** Task instructions **
Select all lines in the records that include "SecondsFormat".

** Extracted records **
######
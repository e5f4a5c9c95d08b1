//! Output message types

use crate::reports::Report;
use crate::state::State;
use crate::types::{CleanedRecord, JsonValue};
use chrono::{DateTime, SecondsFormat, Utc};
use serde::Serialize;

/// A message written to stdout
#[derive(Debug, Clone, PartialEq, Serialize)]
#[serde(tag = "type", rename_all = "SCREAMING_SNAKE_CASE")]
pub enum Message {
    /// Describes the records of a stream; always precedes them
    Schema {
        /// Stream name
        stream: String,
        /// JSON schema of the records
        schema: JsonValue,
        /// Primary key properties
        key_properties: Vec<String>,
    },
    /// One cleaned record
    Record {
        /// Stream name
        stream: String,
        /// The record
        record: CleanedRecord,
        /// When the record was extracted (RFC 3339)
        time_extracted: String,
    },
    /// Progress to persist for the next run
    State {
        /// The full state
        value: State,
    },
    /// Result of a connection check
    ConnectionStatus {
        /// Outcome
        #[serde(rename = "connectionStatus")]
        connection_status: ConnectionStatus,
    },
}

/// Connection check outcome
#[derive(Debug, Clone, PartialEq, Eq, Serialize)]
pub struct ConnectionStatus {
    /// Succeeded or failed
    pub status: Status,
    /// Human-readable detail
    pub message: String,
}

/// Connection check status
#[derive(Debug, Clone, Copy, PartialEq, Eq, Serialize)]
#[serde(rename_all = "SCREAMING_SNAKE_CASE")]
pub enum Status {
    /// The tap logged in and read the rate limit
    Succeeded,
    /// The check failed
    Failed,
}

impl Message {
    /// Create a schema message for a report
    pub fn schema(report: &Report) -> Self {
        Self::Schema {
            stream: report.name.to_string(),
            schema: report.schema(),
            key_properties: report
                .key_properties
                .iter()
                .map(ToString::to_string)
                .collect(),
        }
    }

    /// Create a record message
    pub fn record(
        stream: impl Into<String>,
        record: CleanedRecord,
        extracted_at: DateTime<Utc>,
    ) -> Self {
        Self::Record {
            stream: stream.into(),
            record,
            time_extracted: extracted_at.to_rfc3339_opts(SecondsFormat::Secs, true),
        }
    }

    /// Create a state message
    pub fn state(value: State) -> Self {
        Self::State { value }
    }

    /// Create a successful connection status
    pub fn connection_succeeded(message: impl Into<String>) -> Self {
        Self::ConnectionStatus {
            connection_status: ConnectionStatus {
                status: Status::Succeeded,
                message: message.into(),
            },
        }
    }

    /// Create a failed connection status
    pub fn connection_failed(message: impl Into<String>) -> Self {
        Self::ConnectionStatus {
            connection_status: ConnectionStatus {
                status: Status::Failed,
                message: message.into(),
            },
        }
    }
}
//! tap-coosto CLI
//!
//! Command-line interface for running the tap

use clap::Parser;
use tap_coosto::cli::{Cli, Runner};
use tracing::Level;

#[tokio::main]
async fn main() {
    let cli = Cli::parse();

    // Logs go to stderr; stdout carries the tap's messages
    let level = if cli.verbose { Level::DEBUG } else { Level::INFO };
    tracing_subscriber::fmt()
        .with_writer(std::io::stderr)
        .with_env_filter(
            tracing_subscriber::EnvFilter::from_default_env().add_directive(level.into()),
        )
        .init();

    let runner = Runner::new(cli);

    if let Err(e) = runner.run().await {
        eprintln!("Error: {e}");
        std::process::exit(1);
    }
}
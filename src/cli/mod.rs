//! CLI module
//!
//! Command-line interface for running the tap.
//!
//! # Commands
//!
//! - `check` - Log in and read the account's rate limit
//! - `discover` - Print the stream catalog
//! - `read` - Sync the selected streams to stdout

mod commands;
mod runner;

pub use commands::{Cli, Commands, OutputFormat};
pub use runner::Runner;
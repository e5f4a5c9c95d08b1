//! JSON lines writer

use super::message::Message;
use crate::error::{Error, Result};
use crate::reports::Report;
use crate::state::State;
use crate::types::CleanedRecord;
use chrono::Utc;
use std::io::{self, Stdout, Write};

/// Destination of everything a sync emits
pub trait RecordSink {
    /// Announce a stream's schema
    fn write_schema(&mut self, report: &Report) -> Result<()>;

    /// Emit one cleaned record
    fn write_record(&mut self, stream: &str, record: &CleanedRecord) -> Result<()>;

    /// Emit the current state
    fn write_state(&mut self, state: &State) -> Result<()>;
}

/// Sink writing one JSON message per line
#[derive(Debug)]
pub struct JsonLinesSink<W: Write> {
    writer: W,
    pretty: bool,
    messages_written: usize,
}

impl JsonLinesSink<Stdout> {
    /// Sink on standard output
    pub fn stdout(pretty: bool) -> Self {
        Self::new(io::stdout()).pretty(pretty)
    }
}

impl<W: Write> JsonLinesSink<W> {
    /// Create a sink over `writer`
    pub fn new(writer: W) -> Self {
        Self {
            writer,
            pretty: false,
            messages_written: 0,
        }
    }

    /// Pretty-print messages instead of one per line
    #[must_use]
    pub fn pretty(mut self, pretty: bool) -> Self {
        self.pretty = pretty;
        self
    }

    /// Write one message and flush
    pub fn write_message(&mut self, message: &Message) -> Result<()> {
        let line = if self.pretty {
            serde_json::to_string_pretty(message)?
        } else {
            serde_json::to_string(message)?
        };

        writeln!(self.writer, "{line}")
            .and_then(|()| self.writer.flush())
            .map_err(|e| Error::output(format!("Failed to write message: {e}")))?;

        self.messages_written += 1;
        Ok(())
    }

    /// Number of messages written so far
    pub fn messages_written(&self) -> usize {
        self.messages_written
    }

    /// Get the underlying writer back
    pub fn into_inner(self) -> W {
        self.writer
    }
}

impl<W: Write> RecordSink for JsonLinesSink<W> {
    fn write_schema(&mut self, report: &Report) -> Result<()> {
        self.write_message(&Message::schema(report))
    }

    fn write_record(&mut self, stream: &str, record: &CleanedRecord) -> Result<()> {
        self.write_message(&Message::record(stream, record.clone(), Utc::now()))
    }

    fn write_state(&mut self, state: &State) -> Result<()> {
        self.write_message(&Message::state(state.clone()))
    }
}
######
** Exercise solution **
use chrono::{DateTime, SecondsFormat, Utc};
            time_extracted: extracted_at.to_rfc3339_opts(SecondsFormat::Secs, true),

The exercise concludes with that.